No error on GPU OOM Colabfold
Description of the bug
When submitting the pipeline through Seqera the platform does not evoke a 1 exit status if colabfold runs out of memory on GPU. The pipeline returns a success 0 status which prevents retries with different GPUs.
Command used and terminal output
Generated through Seqera:
nextflow run 'https://github.com/nf-core/proteinfold' -name test_run -params-file 'https://api.cloud.seqera.io/ephemeral/[id].json' -with-tower -r [tower-hash]
Relevant files
System information
- Nextflow v24.10.3
- Google Cloud
- Executor = 'google-batch'
- container Docker [COLABFOLD_BATCH:nf-core/proteinfold_colabfold:dev]
- OS Linux DeepLearning VM with CUDA preinstalled; However the CUDA on the docker image is 12.6 which solves some jax issues.
- nf-core/proteinfold v1.1.1
Hi @ppenev-eligo,
looking to reproduce this but would require a few additional details to be able to do so:
- Which dataset did you use? Any of the test profiles from proteinfold? Knowing the data you used would help to recreate the error.
- Which machine on google-batch did you use? This can help recreate the error of having insufficient GPU memory.
This looks like generally Nextflow isn't reporting the proper error code and unrelated to Seqera Platform but I would like to be able to reproduce it to be sure.

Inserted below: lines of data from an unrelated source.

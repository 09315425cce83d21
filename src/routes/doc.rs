use utoipa::{
    Modify, OpenApi,
    openapi::{
        self,
        OpenApi as OpenApiSpec,
        security::{HttpAuthScheme, HttpBuilder, SecurityScheme},
    },
};
use utoipa_scalar::{Scalar, Servable};

use crate::{
    dto::{
        cart::{AddToCartRequest, CartView, SetQuantityRequest},
        orders::{
            AdminOrderEntry, AdminOrderList, OrderDetail, OrderList, OrderUser, OrderWithItems,
            PlaceOrderRequest, UpdateOrderStatusRequest,
        },
        products::{CategoryList, CreateProductRequest, ProductList, UpdateProductRequest},
    },
    models::{CartLine, Category, Order, OrderItem, OrderStatus, Product, ShippingAddress, UserPublic},
    response::{ApiResponse, Meta},
    routes::{auth, cart, health, orders, params, products},
};

struct SecurityAddon;

impl Modify for SecurityAddon {
    fn modify(&self, openapi: &mut openapi::OpenApi) {
        let components = openapi.components.get_or_insert_with(Default::default);
        components.add_security_scheme(
            "bearer_auth",
            SecurityScheme::Http(
                HttpBuilder::new()
                    .scheme(HttpAuthScheme::Bearer)
                    .bearer_format("JWT")
                    .build(),
            ),
        );
    }
}

#[derive(OpenApi)]
#[openapi(
    paths(
        health::health_check,
        auth::register,
        auth::login,
        auth::me,
        products::list_products,
        products::list_categories,
        products::get_product,
        products::create_product,
        products::update_product,
        products::delete_product,
        cart::get_cart,
        cart::add_to_cart,
        cart::set_quantity,
        cart::remove_from_cart,
        cart::clear_cart,
        orders::place_order,
        orders::my_orders,
        orders::all_orders,
        orders::get_order,
        orders::update_status,
        orders::delete_order,
    ),
    components(
        schemas(
            UserPublic,
            Product,
            Category,
            CartLine,
            Order,
            OrderItem,
            OrderStatus,
            ShippingAddress,
            AddToCartRequest,
            SetQuantityRequest,
            CartView,
            PlaceOrderRequest,
            UpdateOrderStatusRequest,
            OrderUser,
            OrderWithItems,
            OrderDetail,
            OrderList,
            AdminOrderEntry,
            AdminOrderList,
            CreateProductRequest,
            UpdateProductRequest,
            ProductList,
            CategoryList,
            params::Pagination,
            params::ProductQuery,
            params::OrderListQuery,
            Meta,
            ApiResponse<Product>,
            ApiResponse<ProductList>,
            ApiResponse<CartView>,
            ApiResponse<OrderWithItems>,
            ApiResponse<OrderDetail>,
            ApiResponse<OrderList>,
            ApiResponse<AdminOrderList>
        )
    ),
    security(
        ("bearer_auth" = [])
    ),
    modifiers(&SecurityAddon),
    tags(
        (name = "Health", description = "Health check endpoint"),
        (name = "Products", description = "Catalog endpoints"),
        (name = "Cart", description = "Session cart endpoints"),
        (name = "Orders", description = "Order workflow endpoints"),
        (name = "Auth", description = "Authentication endpoints"),
    )
)]
pub struct ApiDoc;

pub fn scalar_docs() -> Scalar<OpenApiSpec> {
    Scalar::with_url("/docs", ApiDoc::openapi())
}
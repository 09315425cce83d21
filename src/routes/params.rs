use serde::Deserialize;
use utoipa::ToSchema;

use crate::models::Category;

#[derive(Debug, Deserialize, ToSchema)]
pub struct Pagination {
    pub page: Option<i64>,
    pub per_page: Option<i64>,
}

impl Pagination {
    pub fn normalize(&self) -> (i64, i64, i64) {
        let page = self.page.unwrap_or(1).max(1);
        let per_page = self.per_page.unwrap_or(20).clamp(1, 100);
        let offset = (page - 1) * per_page;
        (page, per_page, offset)
    }
}

#[derive(Debug, Deserialize, ToSchema)]
#[serde(rename_all = "snake_case")]
pub enum SortOrder {
    Asc,
    Desc,
}

#[derive(Debug, Deserialize, ToSchema)]
#[serde(rename_all = "snake_case")]
pub enum ProductSortBy {
    CreatedAt,
    Price,
    Name,
}

#[derive(Debug, Deserialize, ToSchema)]
pub struct ProductQuery {
    #[serde(flatten)]
    pub pagination: Pagination,
    pub category: Option<Category>,
    pub q: Option<String>,
    pub min_price: Option<i64>,
    pub max_price: Option<i64>,
    pub sort_by: Option<ProductSortBy>,
    pub sort_order: Option<SortOrder>,
}

#[derive(Debug, Deserialize, ToSchema)]
pub struct OrderListQuery {
    #[serde(flatten)]
    pub pagination: Pagination,
    pub status: Option<String>,
    pub sort_order: Option<SortOrder>,
}

// Optional here so a missing id reaches the service and fails with the
// envelope error instead of an extractor rejection.
#[derive(Debug, Deserialize, ToSchema)]
pub struct SessionQuery {
    pub session_id: Option<String>,
}

impl SessionQuery {
    pub fn session_id(&self) -> &str {
        self.session_id.as_deref().unwrap_or("")
    }
}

Hi @FloWuenne Thanks for looking into this!
-
I can try rerunning with different sequences that I can share, but I suspect anything large enough will cause the same issue - this specific run had a total sequence length of ~6000 aminoacids across 24 protein chains.
-
I used a custom template of a machine that has the following properties:
kind: compute#instanceTemplate
name: gpu-24gb-l4
properties:
canIpForward: false
confidentialInstanceConfig:
enableConfidentialCompute: false
description: ''
disks:
- autoDelete: true
boot: true
deviceName: sp-test
index: 0
initializeParams:
diskSizeGb: '200'
diskType: pd-balanced
sourceImage: projects/ml-images/global/images/c0-deeplearning-common-cu124-v20241224-debian-11
kind: compute#attachedDisk
mode: READ_WRITE
type: PERSISTENT
guestAccelerators:
- acceleratorCount: 1
acceleratorType: nvidia-l4
keyRevocationActionType: NONE
machineType: g2-standard-16
The idea was that prediction will fail due to too little GPU memory, then the pipeline on retry will use a different template with larger gpu, which I have specified separately as additional configuration to Nextflow. It seems the fail message gets lost (indeed most likely Nextflow issue) and the pipeline happily reports that "task has failed successfully", so no further retries are issued.